Modeling spatial or temporal long-range dependency plays a key role in deep neural networks. Conventional dominant solutions include recurrent operations on sequential data or deeply stacking convolutional layers with small kernel size. Recently, a number of non-local operators (such as self-attention based) have been devised. They are typically generic and can be plugged into many existing network pipelines for globally computing among any two neurons in a feature map. This work proposes a novel non-local operator. It is inspired by the attention mechanism of human visual system, which can quickly attend to important local parts in sight and suppress other less-relevant information. The core of our method is learnable and data-adaptive bilinear attentional transform (BA-Transform), whose merits are three-folds: first, BA-Transform is versatile to model a wide spectrum of local or global attentional operations, such as emphasizing specific local regions. Each BA-Transform is learned in a data-adaptive way; Secondly, to address the discrepancy among features, we further design grouped BA-Transforms, which essentially apply different attentional operations to different groups of feature channels; Thirdly, many existing non-local operators are computation-intensive. The proposed BA-Transform is implemented by simple matrix multiplication and admits better efficacy. For empirical evaluation, we perform comprehensive experiments on two large-scale benchmarks, ImageNet and Kinetics, for image / video classification respectively.

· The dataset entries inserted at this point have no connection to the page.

//! Segment repository

use sentra_common::types::SegmentStatus;
use sqlx::PgPool;
use uuid::Uuid;

use crate::models::{CreateSegment, Segment, UpdateSegment};

/// Segment repository
#[derive(Clone)]
pub struct SegmentRepository {
    pool: PgPool,
}

impl SegmentRepository {
    /// Create a new segment repository
    pub fn new(pool: PgPool) -> Self {
        Self { pool }
    }

    /// Create a new segment
    pub async fn create(&self, input: CreateSegment) -> Result<Segment, sqlx::Error> {
        let id = Uuid::new_v4();

        sqlx::query_as::<_, Segment>(
            r#"
            INSERT INTO segments (id, owner_id, name, description, emails)
            VALUES ($1, $2, $3, $4, $5)
            RETURNING *
            "#,
        )
        .bind(id)
        .bind(input.owner_id)
        .bind(&input.name)
        .bind(&input.description)
        .bind(&input.emails)
        .fetch_one(&self.pool)
        .await
    }

    /// Get a segment by id, scoped to its owner
    pub async fn get(&self, owner_id: Uuid, id: Uuid) -> Result<Option<Segment>, sqlx::Error> {
        sqlx::query_as::<_, Segment>("SELECT * FROM segments WHERE id = $1 AND owner_id = $2")
            .bind(id)
            .bind(owner_id)
            .fetch_optional(&self.pool)
            .await
    }

    /// List active segments for an owner
    pub async fn list_by_owner(
        &self,
        owner_id: Uuid,
        limit: i64,
        offset: i64,
    ) -> Result<Vec<Segment>, sqlx::Error> {
        sqlx::query_as::<_, Segment>(
            r#"
            SELECT * FROM segments
            WHERE owner_id = $1 AND status = 'active'
            ORDER BY created_at DESC
            LIMIT $2 OFFSET $3
            "#,
        )
        .bind(owner_id)
        .bind(limit)
        .bind(offset)
        .fetch_all(&self.pool)
        .await
    }

    /// Update a segment's metadata and, optionally, its full email list
    pub async fn update(
        &self,
        owner_id: Uuid,
        id: Uuid,
        input: UpdateSegment,
    ) -> Result<Option<Segment>, sqlx::Error> {
        sqlx::query_as::<_, Segment>(
            r#"
            UPDATE segments
            SET name = COALESCE($3, name),
                description = COALESCE($4, description),
                emails = COALESCE($5, emails),
                updated_at = NOW()
            WHERE id = $1 AND owner_id = $2 AND status = 'active'
            RETURNING *
            "#,
        )
        .bind(id)
        .bind(owner_id)
        .bind(&input.name)
        .bind(&input.description)
        .bind(&input.emails)
        .fetch_optional(&self.pool)
        .await
    }

    /// Replace the email list of a segment
    pub async fn set_emails(
        &self,
        owner_id: Uuid,
        id: Uuid,
        emails: &[String],
    ) -> Result<Option<Segment>, sqlx::Error> {
        sqlx::query_as::<_, Segment>(
            r#"
            UPDATE segments
            SET emails = $3, updated_at = NOW()
            WHERE id = $1 AND owner_id = $2 AND status = 'active'
            RETURNING *
            "#,
        )
        .bind(id)
        .bind(owner_id)
        .bind(emails)
        .fetch_optional(&self.pool)
        .await
    }

    /// Soft-delete a segment
    pub async fn set_status(
        &self,
        owner_id: Uuid,
        id: Uuid,
        status: SegmentStatus,
    ) -> Result<bool, sqlx::Error> {
        let result = sqlx::query(
            "UPDATE segments SET status = $3, updated_at = NOW() WHERE id = $1 AND owner_id = $2",
        )
        .bind(id)
        .bind(owner_id)
        .bind(status.to_string())
        .execute(&self.pool)
        .await?;

        Ok(result.rows_affected() > 0)
    }

    /// Derived contact counts for all active segments of an owner
    pub async fn contact_counts(&self, owner_id: Uuid) -> Result<Vec<(Uuid, i64)>, sqlx::Error> {
        sqlx::query_as(
            r#"
            SELECT id, cardinality(emails)::BIGINT
            FROM segments
            WHERE owner_id = $1 AND status = 'active'
            "#,
        )
        .bind(owner_id)
        .fetch_all(&self.pool)
        .await
    }
}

The achieved accuracies and various ablation experiments consistently demonstrate significant improvement by large margins.

查看原文

微信好友朋友圈 QQ好友复制链接

本刊更多论文

具有分组双线性注意变换的非局部神经网络

在深度神经网络中，空间或时间远程依赖关系建模起着关键作用。传统的主流解决方案包括对顺序数据的循环操作或小核尺寸的深度堆叠卷积层。最近，一些非本地运营商(如基于自关注)被设计出来。它们通常是通用的，可以插入到许多现有的网络管道中，在特征映射中的任意两个神经元之间进行全局计算。本文提出了一种新的非局部算子。它的灵感来自于人类视觉系统的注意机制，可以快速注意到视觉中重要的局部部分，并抑制其他不相关的信息。该方法的核心是可学习和数据自适应的双线性注意变换(BA-Transform)，其优点有三个方面:首先，BA-Transform是通用的，可以模拟广泛的局部或全局注意操作，例如强调特定的局部区域。每个BA-Transform都以数据自适应的方式学习;其次，为了解决特征之间的差异，我们进一步设计了分组ba变换，实质上是对不同组的特征通道应用不同的注意操作;第三，许多现有的非局部运算符是计算密集型的。本文提出的ba变换采用简单的矩阵乘法实现，具有较好的效果。为了进行实证评估，我们分别在ImageNet和Kinetics两个大规模基准上进行了图像/视频分类的综合实验。所获得的精度和各种烧蚀实验一致显示出大幅度的显著提高。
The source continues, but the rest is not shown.